Given information:
//! Model serialization and deserialization via bincode.

use std::path::Path;

use tracing::{debug, info, instrument};

use crate::error::TreeError;
use crate::tree::DecisionTree;

/// Current binary format version.
const FORMAT_VERSION: u32 = 1;

/// Versioned envelope for the serialized model.
#[derive(serde::Serialize, serde::Deserialize)]
struct ModelEnvelope {
    /// Format version for compatibility checking.
    format_version: u32,
    /// Number of nodes in the tree.
    n_nodes: usize,
    /// Number of columns (label included) the tree was trained on.
    n_columns: usize,
    tree: DecisionTree,
}

impl DecisionTree {
    /// Save the tree to a binary file.
    ///
    /// # Errors
    ///
    /// | Variant | Condition |
    /// |---|---|
    /// | [`TreeError::SerializeModel`] | bincode encoding failed |
    /// | [`TreeError::WriteModel`] | file write failed |
    #[instrument(skip(self), fields(path = %path.as_ref().display()))]
    pub fn save(&self, path: impl AsRef<Path>) -> Result<(), TreeError> {
        let path = path.as_ref();

        let envelope = ModelEnvelope {
            format_version: FORMAT_VERSION,
            n_nodes: self.nodes.len(),
            n_columns: self.n_columns,
            tree: self.clone(),
        };

        let bytes = bincode::serialize(&envelope)
            .map_err(|e| TreeError::SerializeModel { source: e })?;

        std::fs::write(path, &bytes).map_err(|e| TreeError::WriteModel {
            path: path.to_path_buf(),
            source: e,
        })?;

        info!(size_bytes = bytes.len(), n_nodes = self.nodes.len(), "model saved");

        Ok(())
    }

    /// Load a tree from a binary file written by [`save`](Self::save).
    ///
    /// # Errors
    ///
    /// | Variant | Condition |
    /// |---|---|
    /// | [`TreeError::ReadModel`] | file read failed |
    /// | [`TreeError::DeserializeModel`] | bincode decoding failed |
    /// | [`TreeError::IncompatibleModelVersion`] | format version mismatch |
    #[instrument(fields(path = %path.as_ref().display()))]
    pub fn load(path: impl AsRef<Path>) -> Result<Self, TreeError> {
        let path = path.as_ref();

        let bytes = std::fs::read(path).map_err(|e| TreeError::ReadModel {
            path: path.to_path_buf(),
            source: e,
        })?;

        let envelope: ModelEnvelope =
            bincode::deserialize(&bytes).map_err(|e| TreeError::DeserializeModel {
                path: path.to_path_buf(),
                source: e,
            })?;

        if envelope.format_version != FORMAT_VERSION {
            return Err(TreeError::IncompatibleModelVersion {
                expected: FORMAT_VERSION,
                found: envelope.format_version,
                path: path.to_path_buf(),
            });
        }

        debug!(
            n_nodes = envelope.n_nodes,
            n_columns = envelope.n_columns,
            "model loaded"
        );

        Ok(envelope.tree)
    }
}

What is needed: Leaving every word in place, retype all of the listing.

Answer box:
//! Model serialization and deserialization via bincode.

use std::path::Path;

use tracing::{debug, info, instrument};

use crate::error::TreeError;
use crate::tree::DecisionTree;

/// Current binary format version.
const FORMAT_VERSION: u32 = 1;

/// Versioned envelope for the serialized model.
#[derive(serde::Serialize, serde::Deserialize)]
struct ModelEnvelope {
    /// Format version for compatibility checking.
    format_version: u32,
    /// Number of nodes in the tree.
    n_nodes: usize,
    /// Number of columns (label included) the tree was trained on.
    n_columns: usize,
    tree: DecisionTree,
}

impl DecisionTree {
    /// Save the tree to a binary file.
    ///
    /// # Errors
    ///
    /// | Variant | Condition |
    /// |---|---|
    /// | [`TreeError::SerializeModel`] | bincode encoding failed |
    /// | [`TreeError::WriteModel`] | file write failed |
    #[instrument(skip(self), fields(path = %path.as_ref().display()))]
    pub fn save(&self, path: impl AsRef<Path>) -> Result<(), TreeError> {
        let path = path.as_ref();

        let envelope = ModelEnvelope {
            format_version: FORMAT_VERSION,
            n_nodes: self.nodes.len(),
            n_columns: self.n_columns,
            tree: self.clone(),
        };

        let bytes = bincode::serialize(&envelope)
            .map_err(|e| TreeError::SerializeModel { source: e })?;

        std::fs::write(path, &bytes).map_err(|e| TreeError::WriteModel {
            path: path.to_path_buf(),
            source: e,
        })?;

        info!(size_bytes = bytes.len(), n_nodes = self.nodes.len(), "model saved");

        Ok(())
    }

    /// Load a tree from a binary file written by [`save`](Self::save).
    ///
    /// # Errors
    ///
    /// | Variant | Condition |
    /// |---|---|
    /// | [`TreeError::ReadModel`] | file read failed |
    /// | [`TreeError::DeserializeModel`] | bincode decoding failed |
    /// | [`TreeError::IncompatibleModelVersion`] | format version mismatch |
    #[instrument(fields(path = %path.as_ref().display()))]
    pub fn load(path: impl AsRef<Path>) -> Result<Self, TreeError> {
        let path = path.as_ref();

        let bytes = std::fs::read(path).map_err(|e| TreeError::ReadModel {
            path: path.to_path_buf(),
            source: e,
        })?;

        let envelope: ModelEnvelope =
            bincode::deserialize(&bytes).map_err(|e| TreeError::DeserializeModel {
                path: path.to_path_buf(),
                source: e,
            })?;

        if envelope.format_version != FORMAT_VERSION {
            return Err(TreeError::IncompatibleModelVersion {
                expected: FORMAT_VERSION,
                found: envelope.format_version,
                path: path.to_path_buf(),
            });
        }

        debug!(
            n_nodes = envelope.n_nodes,
            n_columns = envelope.n_columns,
            "model loaded"
        );

        Ok(envelope.tree)
    }
}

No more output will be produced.